小学生の私と通学路の石

通勤途中に私の革靴の踵にコツンと小石がぶつかってきた。

それは後ろを歩いていた小学生が蹴った石であった。

蹴っていた石が人に当たったことについて小学生から「さっせーん!笑」とか「すいまっせーん!w」という気持ちのよい謝罪は無かった。それは割とどうでもよかったし、怒ったり、最近の小学生はこれだから困る、みたいなクソジジイ的な発想も全く生まれなかった。

自分に負の感情が全く湧かないことにも少し驚いたが、その理由は明白だった。怒りとか呆れ以上に大きな感情があったからだ。とにかく懐かしかったのだ。平成ノスタルジー(大正デモクラシー的な)。私が小学生時代に駐車場で石を見つけては蹴り続けた通学路を思い出した。そして「石を蹴る」という行為が20年の時を超えても当たり前のように行われていることに感動したのだ。

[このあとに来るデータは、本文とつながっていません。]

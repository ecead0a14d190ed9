//! Travel agency booking API: trips, clients and trip registrations over
//! SQLite.

#[cfg(feature = "data")]
pub mod db;
#[cfg(feature = "data")]
pub mod domain;
#[cfg(feature = "data")]
pub mod dto;
#[cfg(feature = "server")]
pub mod forms;
#[cfg(feature = "data")]
pub mod models;
#[cfg(feature = "data")]
pub mod repository;
#[cfg(feature = "server")]
pub mod routes;
#[cfg(feature = "data")]
pub mod schema;
#[cfg(feature = "server")]
pub mod services;

#[cfg(feature = "server")]
use actix_cors::Cors;
#[cfg(feature = "server")]
use actix_web::{App, HttpServer, middleware, web};

#[cfg(feature = "server")]
use crate::db::{establish_connection_pool, run_migrations};
#[cfg(feature = "server")]
use crate::models::config::ServerConfig;
#[cfg(feature = "server")]
use crate::repository::DieselRepository;

/// Builds and runs the Actix-Web HTTP server using the provided configuration.
#[cfg(feature = "server")]
pub async fn run(server_config: ServerConfig) -> std::io::Result<()> {
    // Establish Diesel connection pool for the SQLite database.
    let pool = establish_connection_pool(&server_config.database_url).map_err(|e| {
        std::io::Error::other(format!("Failed to establish database connection: {e}"))
    })?;

    run_migrations(&pool)
        .map_err(|e| std::io::Error::other(format!("Failed to prepare database: {e}")))?;

    let repo = DieselRepository::new(pool);

    let bind_address = (server_config.address.clone(), server_config.port);
    log::info!(
        "Starting server on {}:{}",
        server_config.address,
        server_config.port
    );

    HttpServer::new(move || {
        App::new()
            .wrap(Cors::permissive())
            .wrap(middleware::Compress::default())
            .wrap(middleware::Logger::default())
            .app_data(routes::json_config())
            .app_data(web::Data::new(repo.clone()))
            .service(web::scope("/api").configure(routes::configure))
    })
    .bind(bind_address)?
    .run()
    .await
}
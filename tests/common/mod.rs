#![allow(dead_code)]

use diesel::connection::SimpleConnection;
use tempfile::TempDir;
use travel_agency::db::{DbPool, establish_connection_pool, run_migrations};

/// Migrated SQLite database living in a temporary directory.
pub struct TestDb {
    _dir: TempDir,
    pool: DbPool,
}

impl TestDb {
    pub fn new(filename: &str) -> Self {
        let dir = tempfile::tempdir().expect("create temp dir");
        let path = dir.path().join(filename);
        let url = path.to_str().expect("utf-8 temp path").to_string();
        let pool = establish_connection_pool(&url).expect("create pool");
        run_migrations(&pool).expect("run migrations");
        Self { _dir: dir, pool }
    }

    pub fn pool(&self) -> DbPool {
        self.pool.clone()
    }

    pub fn execute(&self, sql: &str) {
        let mut conn = self.pool.get().expect("get connection");
        conn.batch_execute(sql).expect("execute seed sql");
    }

    pub fn insert_client(&self, id: i32, first_name: &str) {
        self.execute(&format!(
            "INSERT INTO client (id_client, first_name, last_name, email, telephone, pesel) \
             VALUES ({id}, '{first_name}', 'Kowalski', '{first_name}@example.com', '+48123456789', '12345678901');"
        ));
    }

    pub fn insert_trip(&self, id: i32, name: &str, max_people: i32) {
        self.execute(&format!(
            "INSERT INTO trip (id_trip, name, description, date_from, date_to, max_people) \
             VALUES ({id}, '{name}', '{name} tour', '2027-07-01 08:00:00', '2027-07-14 20:00:00', {max_people});"
        ));
    }

    pub fn insert_country(&self, id: i32, name: &str) {
        self.execute(&format!(
            "INSERT INTO country (id_country, name) VALUES ({id}, '{name}');"
        ));
    }

    pub fn link_country(&self, country_id: i32, trip_id: i32) {
        self.execute(&format!(
            "INSERT INTO country_trip (id_country, id_trip) VALUES ({country_id}, {trip_id});"
        ));
    }

    pub fn insert_registration(&self, client_id: i32, trip_id: i32, registered_at: i32) {
        self.execute(&format!(
            "INSERT INTO client_trip (id_client, id_trip, registered_at, payment_date) \
             VALUES ({client_id}, {trip_id}, {registered_at}, NULL);"
        ));
    }

    /// Two trips with countries plus one trip without any.
    pub fn seed_catalog(&self) {
        self.insert_trip(2, "Andes", 3);
        self.insert_trip(1, "Baltic", 2);
        self.insert_trip(3, "Nowhere", 5);
        self.insert_country(1, "Poland");
        self.insert_country(2, "Lithuania");
        self.insert_country(3, "Peru");
        self.insert_country(4, "Chile");
        self.link_country(3, 2);
        self.link_country(4, 2);
        self.link_country(2, 1);
        self.link_country(1, 1);
    }

    pub fn registration_count(&self, trip_id: i32) -> i64 {
        use diesel::prelude::*;
        use travel_agency::schema::client_trip;

        let mut conn = self.pool.get().expect("get connection");
        client_trip::table
            .filter(client_trip::id_trip.eq(trip_id))
            .count()
            .get_result(&mut conn)
            .expect("count registrations")
    }
}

おそらく明治、大正、昭和、平成の時代も小学生は石を蹴り続けていたに違いない。石を蹴るなんてしょうもない行為は父親が息子に口伝するような内容でも無いだろうし、学校でも教えられることはない。それでも小学生は石を蹴る。遺伝子レベルで石を蹴ることが楽しいことを理解している。学校の近くで石を見つけて手を使わずに家まで連れて帰るという使命感に支配されている。人間の性(SAGA)なのである。

そういえば女子って石蹴りをするのだろうか。したのだろうか。私の知る限りでは男子しか石蹴りをしていなかった気がするが、女子は石蹴りをしたかったのだろうか。欲求はあるけれども、はしたない行為だからという理由で止められたりしていたのだろうか。「男らしい」「女らしい」という言葉そのものが忌避される男女平等の令和では女子も元気よく石を蹴って、うっかり駐車場の車のボンネットにぶつけて血の気を引かせたりしているのかもししれない。男子のみに生まれる欲求なのであればそれは人類の雄としてのどんな歴史がそうさせるのであろうか。

関連。ペット・ロックをご存知か。ペット・ロックは、1970年代にアメリカで流行した玩具の一つで、ごく普通の石を仮想的なペットに見立てて愛玩するというもの。(Wikipediaより引用)

ちょっと何を言っているのかわからないがなんとこの「ただの石」を「ペット」という用途で売り出しただけで半年間で500万個が売り上げられ、発案者は5616万6419ドル(約6億7400万円)を稼ぎ、一躍大富豪の座に就くこととなったのだ。ただの石で。少しだけ売れた理由はわかる。石を蹴る時は少なからず石に愛着をもっていたからだ。小学生当時は冒険を共にする仲間として故郷への旅路を転がしていたのだった。そんな少なくとも男子が持っている石への意識に着目したのは本当にSUGOIの一言だ。